impl ForwarderService {
    /// Create a service around an already-built sink.
    pub fn new(sink: Arc<dyn SinkAdapter>, policy: FilterPolicy, pipeline: PipelineConfig) -> Self {
        let (state, _) = watch::channel(ServiceState::Starting);
        Self {
            sink,
            policy,
            pipeline,
            stats: Arc::new(PipelineStats::new()),
            state,
        }
    }

    /// Build the configured sink and wrap it in a service.
    ///
    /// # Errors
    ///
    /// Returns [`ConfigError`] when the sink cannot be constructed.
    pub fn from_config(config: &Config) -> Result<Self, ConfigError> {
        let sink = build_sink(config)?;
        Ok(Self::new(
            sink,
            config.filter.clone(),
            config.pipeline.clone(),
        ))
    }

    /// Current lifecycle phase.
    pub fn state(&self) -> ServiceState {
        *self.state.borrow()
    }

    /// Watch lifecycle transitions.
    pub fn subscribe(&self) -> watch::Receiver<ServiceState> {
        self.state.subscribe()
    }

    /// Shared pipeline counters.
    pub fn stats(&self) -> Arc<PipelineStats> {
        Arc::clone(&self.stats)
    }

    fn transition(&self, next: ServiceState) {
        let previous = self.state.send_replace(next);
        debug!(from = ?previous, to = ?next, "service state changed");
    }

    fn reconnect_policy(&self) -> RetryPolicy {
        RetryPolicy::new(RECONNECT_BASE, RECONNECT_MAX, self.pipeline.max_reconnects)
    }

    /// Run until `shutdown` resolves or the source ends, then drain.
    ///
    /// # Errors
    ///
    /// Returns [`ServiceError::Connect`] when the source cannot be connected
    /// at startup. Failures after that are reported in
    /// [`ShutdownReport::reason`] once the queue has drained.
    pub async fn run<F>(
        &self,
        source: &mut dyn EventSource,
        shutdown: F,
    ) -> Result<ShutdownReport, ServiceError>
    where
        F: Future<Output = ()> + Send,
    {
        tokio::pin!(shutdown);
        self.transition(ServiceState::Starting);
        info!(
            source = source.name(),
            sink = self.sink.name(),
            filter = %self.policy.summary(),
            workers = self.pipeline.workers,
            queue_capacity = self.pipeline.queue_capacity,
            "forwarder starting"
        );

        match self.establish(source, &mut shutdown, None).await {
            Connection::Ready => {}
            Connection::Shutdown => {
                info!("shutdown requested before the source connected");
                self.discard_unread(source);
                self.transition(ServiceState::Stopped);
                return Ok(ShutdownReport {
                    reason: StopReason::Shutdown,
                    drained: true,
                    stats: self.stats.snapshot(),
                });
            }
            Connection::Failed(source_err) => {
                error!(source = source.name(), error = %source_err, "source connection failed");
                self.discard_unread(source);
                self.transition(ServiceState::Stopped);
                return Err(ServiceError::Connect {
                    name: source.name().to_owned(),
                    source: source_err,
                });
            }
        }

        let queue = Arc::new(DeliveryQueue::new(
            self.pipeline.queue_capacity,
            Arc::clone(&self.stats),
        ));
        let dispatcher = Dispatcher::new(
            Arc::clone(&queue),
            Arc::clone(&self.sink),
            self.pipeline.retry_policy(),
            Arc::clone(&self.stats),
        );
        let workers = dispatcher.spawn(self.pipeline.workers);

        self.transition(ServiceState::Running);
        info!(source = source.name(), sink = self.sink.name(), "forwarder running");

        let backpressure = source.supports_backpressure();
        let reason = loop {
            let next = tokio::select! {
                biased;
                () = shutdown.as_mut() => break StopReason::Shutdown,
                next = source.next_event() => next,
            };

            match next {
                Ok(Some(event)) => {
                    if let Admission::Shutdown =
                        self.admit(&queue, event, backpressure, &mut shutdown).await
                    {
                        break StopReason::Shutdown;
                    }
                }
                Ok(None) => {
                    info!(source = source.name(), "source ended");
                    break StopReason::SourceEnded;
                }
                Err(err) => match self.establish(source, &mut shutdown, Some(err)).await {
                    Connection::Ready => {}
                    Connection::Shutdown => break StopReason::Shutdown,
                    Connection::Failed(err) => {
                        error!(source = source.name(), error = %err, "source lost, giving up");
                        break StopReason::SourceFailed(err);
                    }
                },
            }
        };

        self.discard_unread(source);
        let drained = self.drain(&queue).await;
        for (worker_id, handle) in workers.into_iter().enumerate() {
            if let Err(e) = handle.await {
                error!(worker_id, error = %e, "dispatcher worker panicked");
            }
        }

        self.transition(ServiceState::Stopped);
        let stats = self.stats.snapshot();
        info!(
            reason = ?reason,
            drained,
            received = stats.received,
            filtered = stats.filtered,
            delivered = stats.delivered,
            retried = stats.retried,
            failed_permanent = stats.failed_permanent,
            failed_exhausted = stats.failed_exhausted,
            dropped_overflow = stats.dropped_overflow,
            dropped_on_shutdown = stats.dropped_on_shutdown,
            "forwarder stopped"
        );
        Ok(ShutdownReport {
            reason,
            drained,
            stats,
        })
    }

    /// Connect the source, retrying with backoff. With `last` set the first
    /// attempt is a reconnect after that error.
    async fn establish<F>(
        &self,
        source: &mut dyn EventSource,
        shutdown: &mut Pin<&mut F>,
        mut last: Option<SourceError>,
    ) -> Connection
    where
        F: Future<Output = ()> + Send,
    {
        let policy = self.reconnect_policy();
        let mut attempt = 0_u32;
        loop {
            if let Some(err) = last.take() {
                if err.is_fatal() || !policy.should_retry(attempt) {
                    return Connection::Failed(err);
                }
                let delay = policy.delay(attempt);
                attempt = attempt.saturating_add(1);
                warn!(
                    source = source.name(),
                    attempt,
                    max_reconnects = policy.max_retries(),
                    delay_ms = u64::try_from(delay.as_millis()).unwrap_or(u64::MAX),
                    error = %err,
                    "source unavailable, reconnecting"
                );
                tokio::select! {
                    biased;
                    () = shutdown.as_mut() => return Connection::Shutdown,
                    () = tokio::time::sleep(delay) => {}
                }
            }

            let result = tokio::select! {
                biased;
                () = shutdown.as_mut() => return Connection::Shutdown,
                result = source.connect() => result,
            };
            match result {
                Ok(()) => {
                    if attempt > 0 {
                        info!(source = source.name(), attempt, "source reconnected");
                    }
                    return Connection::Ready;
                }
                Err(err) => last = Some(err),
            }
        }
    }

    /// Filter one event and hand it to the queue.
    async fn admit<F>(
        &self,
        queue: &DeliveryQueue,
        event: NormalizedEvent,
        backpressure: bool,
        shutdown: &mut Pin<&mut F>,
    ) -> Admission
    where
        F: Future<Output = ()> + Send,
    {
        self.stats.record(Counter::Received);
        if !should_forward(&event, &self.policy) {
            self.stats.record(Counter::Filtered);
            debug!(
                origin_id = event.origin_id,
                message_id = event.message_id,
                muted = event.is_muted,
                "event filtered"
            );
            return Admission::Continue;
        }

        let origin_id = event.origin_id;
        let message_id = event.message_id;
        let task = DeliveryTask::new(event);

        let enqueue = async {
            if backpressure {
                queue.enqueue(task).await.map(|()| EnqueueOutcome::Queued)
            } else {
                queue
                    .enqueue_or_evict(task, self.pipeline.enqueue_timeout())
                    .await
            }
        };
        let accepted = tokio::select! {
            biased;
            () = shutdown.as_mut() => None,
            result = enqueue => Some(result),
        };

        match accepted {
            Some(Ok(_)) => {
                debug!(origin_id, message_id, "event queued");
                Admission::Continue
            }
            Some(Err(e)) => {
                // Only reachable once the queue is closed, which happens after
                // the running loop exits.
                warn!(origin_id, message_id, error = %e, "event refused by queue");
                self.stats.record(Counter::DroppedOnShutdown);
                Admission::Shutdown
            }
            None => {
                warn!(
                    origin_id,
                    message_id,
                    "event dropped on shutdown while waiting for queue space"
                );
                self.stats.record(Counter::DroppedOnShutdown);
                Admission::Shutdown
            }
        }
    }

    /// Close the source and count what it still held. Filtered events are
    /// counted as filtered, the rest as dropped on shutdown.
    fn discard_unread(&self, source: &mut dyn EventSource) {
        let unread = source.close();
        if unread.is_empty() {
            return;
        }

        let mut dropped = 0_u64;
        for event in &unread {
            self.stats.record(Counter::Received);
            if !should_forward(event, &self.policy) {
                self.stats.record(Counter::Filtered);
                continue;
            }
            warn!(
                origin_id = event.origin_id,
                message_id = event.message_id,
                "unread event dropped on shutdown"
            );
            self.stats.record(Counter::DroppedOnShutdown);
            dropped = dropped.saturating_add(1);
        }
        warn!(
            source = source.name(),
            unread = unread.len(),
            dropped,
            "source closed with unread events"
        );
    }

    /// Close the queue and wait for the workers to finish. Returns whether
    /// everything drained within the grace period.
    async fn drain(&self, queue: &DeliveryQueue) -> bool {
        self.transition(ServiceState::Draining);
        queue.close();
        let grace = self.pipeline.shutdown_grace();
        info!(
            outstanding = queue.outstanding(),
            grace_secs = grace.as_secs(),
            "draining delivery queue"
        );

        if tokio::time::timeout(grace, queue.wait_idle()).await.is_ok() {
            info!("delivery queue drained");
            return true;
        }

        let remaining = queue.abort();
        for task in &remaining {
            warn!(
                origin_id = task.event.origin_id,
                message_id = task.event.message_id,
                attempt = task.attempt,
                "undelivered event dropped on shutdown"
            );
        }
        self.stats.add(
            Counter::DroppedOnShutdown,
            u64::try_from(remaining.len()).unwrap_or(u64::MAX),
        );
        // In-flight sends and pending retries observe the abort and settle.
        queue.wait_idle().await;
        error!(
            abandoned = remaining.len(),
            grace_secs = grace.as_secs(),
            "shutdown grace period elapsed before the queue drained"
        );
        false
    }
}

------

**What you are asked to do**
Copy each line of the records that contains the word "debug".

**Response to the exercise**
        debug!(from = ?previous, to = ?next, "service state changed");
            debug!(
                debug!(origin_id, message_id, "event queued");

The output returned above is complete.